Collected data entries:
▼▼▼

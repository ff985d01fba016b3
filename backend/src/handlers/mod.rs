//! HTTP request handlers

pub mod billing;
pub mod expenses;
pub mod grid;
pub mod orders;
pub mod products;
pub mod sync;

use axum::Json;
use serde_json::{json, Value};

/// Health check endpoint
pub async fn health_check() -> Json<Value> {
    Json(json!({
        "status": "ok",
        "service": "retail-back-office-backend"
    }))
}
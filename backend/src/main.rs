//! Retail Back-Office Platform - Backend Server
//!
//! Catalog, orders and expenses for a small retail shop, with a billing
//! report recomputed from the live data and a spreadsheet-style grid for
//! working with the figures.

use axum::{routing::get, Router};
use sqlx::postgres::PgPoolOptions;
use std::{net::SocketAddr, sync::Arc, time::Duration};
use tower_http::{
    cors::{Any, CorsLayer},
    trace::TraceLayer,
};
use tracing_subscriber::{layer::SubscriberExt, util::SubscriberInitExt};

mod config;
mod error;
mod handlers;
mod models;
mod routes;
mod services;

pub use config::Config;

use services::feed::ChangeFeed;

/// Application state shared across handlers
#[derive(Clone)]
pub struct AppState {
    pub db: sqlx::PgPool,
    pub config: Arc<Config>,
    pub feed: ChangeFeed,
}

#[tokio::main]
async fn main() -> anyhow::Result<()> {
    // Initialize tracing
    tracing_subscriber::registry()
        .with(
            tracing_subscriber::EnvFilter::try_from_default_env()
                .unwrap_or_else(|_| "sbo_server=debug,tower_http=debug,sqlx=warn".into()),
        )
        .with(tracing_subscriber::fmt::layer())
        .init();

    // Load configuration
    dotenvy::dotenv().ok();
    let config = config::Config::load()?;

    tracing::info!("Starting Retail Back-Office Server");
    tracing::info!("Environment: {}", config.environment);

    // Create database connection pool
    tracing::info!("Connecting to database...");
    let db_pool = PgPoolOptions::new()
        .max_connections(config.database.max_connections)
        .min_connections(config.database.min_connections)
        .acquire_timeout(Duration::from_secs(30))
        .connect(&config.database.url)
        .await?;

    tracing::info!("Database connection established");

    // Run migrations in development
    if config.environment == "development" {
        tracing::info!("Running database migrations...");
        sqlx::migrate!("./migrations").run(&db_pool).await?;
        tracing::info!("Migrations completed");
    }

    let feed = ChangeFeed::new(db_pool.clone());
    spawn_feed_logger(&feed);

    // Create application state
    let state = AppState {
        db: db_pool,
        config: Arc::new(config.clone()),
        feed,
    };

    // Build application
    let app = create_app(state);

    // Start server
    let addr = SocketAddr::from(([0, 0, 0, 0], config.server.port));
    tracing::info!("Listening on {}", addr);

    let listener = tokio::net::TcpListener::bind(addr).await?;
    axum::serve(listener, app).await?;

    Ok(())
}

/// Log every change event as it is recorded
fn spawn_feed_logger(feed: &ChangeFeed) {
    let mut rx = feed.subscribe();
    tokio::spawn(async move {
        while let Ok(event) = rx.recv().await {
            tracing::debug!(
                seq = event.seq,
                entity = event.entity.as_str(),
                op = event.op.as_str(),
                entity_id = %event.entity_id,
                "change recorded"
            );
        }
    });
}

/// Create the application router with all routes and middleware
fn create_app(state: AppState) -> Router {
    // CORS configuration
    let cors = CorsLayer::new()
        .allow_origin(Any)
        .allow_methods(Any)
        .allow_headers(Any);

    Router::new()
        .route("/", get(root))
        .nest("/api/v1", routes::api_routes())
        .layer(TraceLayer::new_for_http())
        .layer(cors)
        .with_state(state)
}

/// Root endpoint
async fn root() -> &'static str {
    "Retail Back-Office Platform API v1.0"
}
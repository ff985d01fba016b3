//! Formula evaluation tests
//!
//! Tests for the restricted expression language including:
//! - Arithmetic, precedence and cell references
//! - Error handling without panics
//! - Passthrough of plain text input

use proptest::prelude::*;

use shared::grid::{
    evaluate_formula, evaluate_or_error, CellPatch, CellValue, FormulaError, Grid, ERROR_VALUE,
};

fn grid_with(values: &[(&str, &str)]) -> Grid {
    let mut grid = Grid::new();
    for (id, value) in values {
        grid.set(
            id,
            CellPatch {
                value: Some(value.to_string()),
                style: None,
            },
        );
    }
    grid
}

// ============================================================================
// Unit Tests
// ============================================================================

#[cfg(test)]
mod unit_tests {
    use super::*;

    /// The four operators with standard precedence
    #[test]
    fn test_arithmetic() {
        let grid = Grid::new();
        for (formula, expected) in [
            ("=1+2*3", 7.0),
            ("=(1+2)*3", 9.0),
            ("=10-4/2", 8.0),
            ("=2*3+4*5", 26.0),
            ("=-(2+3)", -5.0),
        ] {
            assert_eq!(
                evaluate_formula(formula, &grid),
                Ok(CellValue::Number(expected)),
                "{formula}"
            );
        }
    }

    /// References pick up stored cell values
    #[test]
    fn test_references() {
        let grid = grid_with(&[("A1", "10"), ("B12", "2.5")]);
        assert_eq!(
            evaluate_formula("=A1*B12", &grid),
            Ok(CellValue::Number(25.0))
        );
    }

    /// Absent and non-numeric cells count as zero
    #[test]
    fn test_missing_and_text_cells_are_zero() {
        let grid = grid_with(&[("A1", "hello")]);
        assert_eq!(
            evaluate_formula("=A1+Z99+5", &grid),
            Ok(CellValue::Number(5.0))
        );
    }

    /// Input without a leading = is text, returned untouched
    #[test]
    fn test_plain_text_passthrough() {
        let grid = Grid::new();
        for text in ["hello", "3+4", "  padded  ", ""] {
            assert_eq!(
                evaluate_formula(text, &grid),
                Ok(CellValue::Text(text.to_string()))
            );
        }
    }

    /// Division by zero is an error, never infinity
    #[test]
    fn test_division_by_zero() {
        let grid = grid_with(&[("A1", "0")]);
        assert_eq!(
            evaluate_formula("=1/0", &grid),
            Err(FormulaError::DivisionByZero)
        );
        assert_eq!(
            evaluate_formula("=1/A1", &grid),
            Err(FormulaError::DivisionByZero)
        );
    }

    /// Anything outside the language is rejected, including function names
    #[test]
    fn test_rejected_input() {
        let grid = Grid::new();
        for bad in [
            "=",
            "=1+",
            "=(1",
            "=1)",
            "=foo",
            "=SUM(A1:B2)",
            "=a1",
            "=1;2",
            "=1 2",
        ] {
            assert!(evaluate_formula(bad, &grid).is_err(), "{bad} should fail");
            assert_eq!(evaluate_or_error(bad, &grid), ERROR_VALUE);
        }
    }

    /// A failed formula leaves the target cell exactly as it was
    #[test]
    fn test_error_leaves_grid_untouched() {
        let mut grid = grid_with(&[("C1", "kept")]);
        assert!(grid.enter("C1", "=1+*2").is_err());
        assert_eq!(grid.value("C1"), "kept");
    }

    /// Successful entry stores the display value and remembers the formula
    #[test]
    fn test_enter_records_formula() {
        let mut grid = grid_with(&[("A1", "6"), ("A2", "7")]);
        grid.enter("A3", "=A1*A2").unwrap();

        let cell = grid.get("A3");
        assert_eq!(cell.value, "42");
        assert_eq!(cell.formula.as_deref(), Some("=A1*A2"));

        // Overwriting with plain input drops the formula
        grid.enter("A3", "99").unwrap();
        assert!(grid.get("A3").formula.is_none());
    }
}

// ============================================================================
// Property Tests
// ============================================================================

#[cfg(test)]
mod property_tests {
    use super::*;

    proptest! {
        /// Evaluation never panics, whatever the input
        #[test]
        fn prop_never_panics(input in ".*") {
            let grid = Grid::new();
            let _ = evaluate_formula(&input, &grid);
            let _ = evaluate_or_error(&input, &grid);
        }

        /// Literal addition matches f64 addition
        #[test]
        fn prop_addition_matches(a in 0u32..100_000, b in 0u32..100_000) {
            let grid = Grid::new();
            let result = evaluate_formula(&format!("={a}+{b}"), &grid);
            prop_assert_eq!(result, Ok(CellValue::Number(f64::from(a) + f64::from(b))));
        }

        /// Non-formula input always comes back verbatim
        #[test]
        fn prop_text_passthrough(input in "[^=].*") {
            let grid = Grid::new();
            prop_assert_eq!(
                evaluate_formula(&input, &grid),
                Ok(CellValue::Text(input.clone()))
            );
        }

        /// Referencing a stored number reproduces it
        #[test]
        fn prop_reference_round_trip(n in 0i64..1_000_000) {
            let grid = grid_with(&[("A1", &n.to_string())]);
            prop_assert_eq!(
                evaluate_formula("=A1", &grid),
                Ok(CellValue::Number(n as f64))
            );
        }
    }
}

▲▲▲

Requirement> Could you reproduce, exactly, every line above from the line with "use services::feed::ChangeFeed;" to the line with "let config = config::Config::load()?;", and no other line? Both ends count.

Solution to this problem>
use services::feed::ChangeFeed;

/// Application state shared across handlers
#[derive(Clone)]
pub struct AppState {
    pub db: sqlx::PgPool,
    pub config: Arc<Config>,
    pub feed: ChangeFeed,
}

#[tokio::main]
async fn main() -> anyhow::Result<()> {
    // Initialize tracing
    tracing_subscriber::registry()
        .with(
            tracing_subscriber::EnvFilter::try_from_default_env()
                .unwrap_or_else(|_| "sbo_server=debug,tower_http=debug,sqlx=warn".into()),
        )
        .with(tracing_subscriber::fmt::layer())
        .init();

    // Load configuration
    dotenvy::dotenv().ok();
    let config = config::Config::load()?;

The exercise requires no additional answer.